(DATA)

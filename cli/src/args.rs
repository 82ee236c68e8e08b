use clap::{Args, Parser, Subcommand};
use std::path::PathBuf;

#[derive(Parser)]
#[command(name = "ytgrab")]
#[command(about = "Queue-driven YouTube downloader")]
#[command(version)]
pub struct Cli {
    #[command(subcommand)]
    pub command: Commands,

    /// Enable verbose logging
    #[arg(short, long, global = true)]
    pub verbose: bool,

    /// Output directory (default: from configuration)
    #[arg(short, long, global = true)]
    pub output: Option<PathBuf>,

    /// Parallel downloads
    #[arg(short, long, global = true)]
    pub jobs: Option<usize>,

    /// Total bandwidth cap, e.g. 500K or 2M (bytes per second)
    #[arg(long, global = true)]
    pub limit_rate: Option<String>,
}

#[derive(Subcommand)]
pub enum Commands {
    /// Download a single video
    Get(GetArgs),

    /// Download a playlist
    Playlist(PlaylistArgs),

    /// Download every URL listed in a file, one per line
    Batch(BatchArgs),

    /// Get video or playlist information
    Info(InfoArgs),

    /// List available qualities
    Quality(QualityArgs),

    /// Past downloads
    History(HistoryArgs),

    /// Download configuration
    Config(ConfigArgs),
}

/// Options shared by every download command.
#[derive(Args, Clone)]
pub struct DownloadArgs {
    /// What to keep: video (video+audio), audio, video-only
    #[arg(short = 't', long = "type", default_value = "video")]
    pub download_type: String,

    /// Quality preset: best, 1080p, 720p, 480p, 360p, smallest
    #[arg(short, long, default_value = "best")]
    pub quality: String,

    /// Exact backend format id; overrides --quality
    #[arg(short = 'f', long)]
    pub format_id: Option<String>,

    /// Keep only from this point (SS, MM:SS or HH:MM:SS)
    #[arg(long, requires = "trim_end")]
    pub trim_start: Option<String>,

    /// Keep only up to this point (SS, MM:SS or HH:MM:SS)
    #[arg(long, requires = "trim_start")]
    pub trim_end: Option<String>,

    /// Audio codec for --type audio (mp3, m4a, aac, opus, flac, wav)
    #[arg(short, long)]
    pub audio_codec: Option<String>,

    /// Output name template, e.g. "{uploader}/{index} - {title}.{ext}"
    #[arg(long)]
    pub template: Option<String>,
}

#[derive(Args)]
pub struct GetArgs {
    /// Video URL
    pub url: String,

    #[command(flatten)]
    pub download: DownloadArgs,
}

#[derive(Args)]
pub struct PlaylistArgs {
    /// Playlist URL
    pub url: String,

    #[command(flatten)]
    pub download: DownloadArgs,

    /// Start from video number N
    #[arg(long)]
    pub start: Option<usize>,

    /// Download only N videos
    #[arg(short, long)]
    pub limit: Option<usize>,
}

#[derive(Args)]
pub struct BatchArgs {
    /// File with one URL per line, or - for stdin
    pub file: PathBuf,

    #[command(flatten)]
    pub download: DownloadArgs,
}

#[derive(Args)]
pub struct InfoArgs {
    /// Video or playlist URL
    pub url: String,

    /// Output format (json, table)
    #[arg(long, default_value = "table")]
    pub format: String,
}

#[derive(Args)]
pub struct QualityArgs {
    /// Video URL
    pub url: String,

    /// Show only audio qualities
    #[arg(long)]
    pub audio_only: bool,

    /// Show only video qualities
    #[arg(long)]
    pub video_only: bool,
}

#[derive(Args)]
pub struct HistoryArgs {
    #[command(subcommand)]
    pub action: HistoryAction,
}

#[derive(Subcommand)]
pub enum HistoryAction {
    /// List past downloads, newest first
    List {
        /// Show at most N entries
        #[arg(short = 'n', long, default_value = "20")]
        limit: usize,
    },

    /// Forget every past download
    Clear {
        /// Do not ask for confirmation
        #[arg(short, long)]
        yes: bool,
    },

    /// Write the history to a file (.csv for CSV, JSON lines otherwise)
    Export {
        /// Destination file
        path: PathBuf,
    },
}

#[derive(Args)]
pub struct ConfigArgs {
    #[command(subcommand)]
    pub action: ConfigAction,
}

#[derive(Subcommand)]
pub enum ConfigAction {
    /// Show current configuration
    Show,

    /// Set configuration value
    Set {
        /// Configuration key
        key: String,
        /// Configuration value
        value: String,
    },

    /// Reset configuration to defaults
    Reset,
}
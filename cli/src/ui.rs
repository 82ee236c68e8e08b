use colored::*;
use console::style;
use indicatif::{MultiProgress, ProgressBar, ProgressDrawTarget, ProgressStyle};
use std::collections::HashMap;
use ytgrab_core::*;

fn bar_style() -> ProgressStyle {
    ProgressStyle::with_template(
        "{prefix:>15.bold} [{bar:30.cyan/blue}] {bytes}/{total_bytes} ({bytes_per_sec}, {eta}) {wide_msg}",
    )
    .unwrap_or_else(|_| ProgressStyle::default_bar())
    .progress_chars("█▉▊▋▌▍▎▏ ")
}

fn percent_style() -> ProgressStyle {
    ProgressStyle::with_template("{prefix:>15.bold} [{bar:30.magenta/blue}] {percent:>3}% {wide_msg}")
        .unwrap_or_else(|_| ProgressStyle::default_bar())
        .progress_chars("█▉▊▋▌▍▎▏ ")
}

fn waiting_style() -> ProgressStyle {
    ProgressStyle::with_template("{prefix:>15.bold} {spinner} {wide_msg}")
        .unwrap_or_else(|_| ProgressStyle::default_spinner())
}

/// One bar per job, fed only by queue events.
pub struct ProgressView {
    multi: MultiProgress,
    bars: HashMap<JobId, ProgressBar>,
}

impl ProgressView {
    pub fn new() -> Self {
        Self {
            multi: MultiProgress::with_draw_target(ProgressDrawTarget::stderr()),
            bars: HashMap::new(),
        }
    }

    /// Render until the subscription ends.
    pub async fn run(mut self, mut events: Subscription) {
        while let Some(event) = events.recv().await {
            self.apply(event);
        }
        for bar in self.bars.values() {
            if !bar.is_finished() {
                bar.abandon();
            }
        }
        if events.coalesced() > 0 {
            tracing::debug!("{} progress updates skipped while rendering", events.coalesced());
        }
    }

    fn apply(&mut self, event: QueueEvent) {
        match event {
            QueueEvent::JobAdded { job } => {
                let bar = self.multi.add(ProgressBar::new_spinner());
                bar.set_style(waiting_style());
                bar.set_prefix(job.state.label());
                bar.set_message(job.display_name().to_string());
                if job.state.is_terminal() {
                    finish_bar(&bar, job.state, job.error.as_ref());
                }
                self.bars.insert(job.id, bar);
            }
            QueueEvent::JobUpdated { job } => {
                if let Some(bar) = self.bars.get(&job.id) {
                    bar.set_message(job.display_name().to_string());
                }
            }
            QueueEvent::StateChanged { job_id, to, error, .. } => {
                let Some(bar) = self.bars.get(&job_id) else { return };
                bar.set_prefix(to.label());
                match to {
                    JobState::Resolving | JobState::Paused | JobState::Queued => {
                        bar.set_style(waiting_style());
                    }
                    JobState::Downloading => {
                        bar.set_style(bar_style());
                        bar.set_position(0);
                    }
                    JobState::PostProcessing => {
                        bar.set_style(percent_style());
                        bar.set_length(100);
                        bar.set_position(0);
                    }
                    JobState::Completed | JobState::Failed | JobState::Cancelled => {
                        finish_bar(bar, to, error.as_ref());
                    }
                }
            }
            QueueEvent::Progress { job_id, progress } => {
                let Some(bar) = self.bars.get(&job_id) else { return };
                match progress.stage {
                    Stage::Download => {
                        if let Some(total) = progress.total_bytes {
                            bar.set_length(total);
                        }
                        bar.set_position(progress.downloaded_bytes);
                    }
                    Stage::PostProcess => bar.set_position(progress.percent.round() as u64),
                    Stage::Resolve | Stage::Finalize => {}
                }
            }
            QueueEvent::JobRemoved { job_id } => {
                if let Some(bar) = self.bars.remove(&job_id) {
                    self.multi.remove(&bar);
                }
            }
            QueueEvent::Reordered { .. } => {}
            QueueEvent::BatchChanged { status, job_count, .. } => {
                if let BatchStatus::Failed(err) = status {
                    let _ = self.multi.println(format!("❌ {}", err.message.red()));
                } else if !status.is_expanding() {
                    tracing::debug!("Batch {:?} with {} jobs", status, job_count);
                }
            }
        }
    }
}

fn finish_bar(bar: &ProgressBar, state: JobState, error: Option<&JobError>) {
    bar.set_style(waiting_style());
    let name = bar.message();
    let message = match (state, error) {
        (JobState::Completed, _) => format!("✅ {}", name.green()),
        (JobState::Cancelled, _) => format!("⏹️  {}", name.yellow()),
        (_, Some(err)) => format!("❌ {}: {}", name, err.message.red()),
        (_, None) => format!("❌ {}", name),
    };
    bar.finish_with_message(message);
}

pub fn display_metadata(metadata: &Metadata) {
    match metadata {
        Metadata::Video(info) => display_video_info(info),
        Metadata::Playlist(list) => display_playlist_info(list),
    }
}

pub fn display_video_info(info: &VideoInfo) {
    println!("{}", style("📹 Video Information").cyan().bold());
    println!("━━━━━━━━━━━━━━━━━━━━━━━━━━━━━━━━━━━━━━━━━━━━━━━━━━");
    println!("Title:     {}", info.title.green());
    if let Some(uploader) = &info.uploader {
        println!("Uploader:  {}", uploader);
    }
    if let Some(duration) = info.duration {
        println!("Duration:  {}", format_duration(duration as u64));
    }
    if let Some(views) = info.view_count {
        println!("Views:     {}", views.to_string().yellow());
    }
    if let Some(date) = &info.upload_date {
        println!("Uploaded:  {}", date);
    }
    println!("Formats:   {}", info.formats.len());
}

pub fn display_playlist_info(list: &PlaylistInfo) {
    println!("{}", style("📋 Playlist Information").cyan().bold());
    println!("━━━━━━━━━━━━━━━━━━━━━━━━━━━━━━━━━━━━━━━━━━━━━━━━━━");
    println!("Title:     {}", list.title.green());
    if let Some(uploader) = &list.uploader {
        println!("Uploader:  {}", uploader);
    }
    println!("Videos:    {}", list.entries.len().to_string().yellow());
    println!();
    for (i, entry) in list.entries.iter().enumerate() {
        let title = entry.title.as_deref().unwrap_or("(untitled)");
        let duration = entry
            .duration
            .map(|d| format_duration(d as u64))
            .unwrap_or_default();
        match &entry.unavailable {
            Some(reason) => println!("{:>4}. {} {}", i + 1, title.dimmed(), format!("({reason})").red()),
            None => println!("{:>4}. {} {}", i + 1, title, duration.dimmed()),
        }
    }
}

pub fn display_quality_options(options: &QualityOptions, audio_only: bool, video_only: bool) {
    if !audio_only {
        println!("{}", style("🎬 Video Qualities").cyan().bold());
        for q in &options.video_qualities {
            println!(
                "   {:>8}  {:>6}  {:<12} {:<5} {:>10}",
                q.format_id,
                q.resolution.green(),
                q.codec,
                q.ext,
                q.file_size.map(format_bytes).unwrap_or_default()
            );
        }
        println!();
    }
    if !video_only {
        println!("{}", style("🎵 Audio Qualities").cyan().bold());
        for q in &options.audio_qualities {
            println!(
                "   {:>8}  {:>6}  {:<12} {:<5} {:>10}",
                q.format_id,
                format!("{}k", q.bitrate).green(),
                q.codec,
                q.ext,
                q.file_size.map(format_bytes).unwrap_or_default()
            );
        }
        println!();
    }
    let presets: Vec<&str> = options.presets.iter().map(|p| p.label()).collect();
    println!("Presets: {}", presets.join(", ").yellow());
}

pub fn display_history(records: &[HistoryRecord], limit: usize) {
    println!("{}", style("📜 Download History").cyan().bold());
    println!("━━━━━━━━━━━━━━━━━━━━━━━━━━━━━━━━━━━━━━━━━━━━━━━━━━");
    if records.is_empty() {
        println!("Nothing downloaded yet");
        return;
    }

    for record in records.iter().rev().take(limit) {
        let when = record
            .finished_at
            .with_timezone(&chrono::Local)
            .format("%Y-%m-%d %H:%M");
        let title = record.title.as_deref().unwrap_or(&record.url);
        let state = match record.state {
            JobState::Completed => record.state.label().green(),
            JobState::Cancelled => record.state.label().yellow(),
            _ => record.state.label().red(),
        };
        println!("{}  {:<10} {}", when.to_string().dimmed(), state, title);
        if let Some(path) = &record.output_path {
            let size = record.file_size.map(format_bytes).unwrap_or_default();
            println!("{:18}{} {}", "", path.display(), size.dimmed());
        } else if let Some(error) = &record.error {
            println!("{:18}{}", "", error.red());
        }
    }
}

(End DATA)

EXERCISE DETAILS =
For each line in the data above that contains the string "from", extract the line.

THE COMPLETED TASK =
    /// Output directory (default: from configuration)
    /// Keep only from this point (SS, MM:SS or HH:MM:SS)
    /// Start from video number N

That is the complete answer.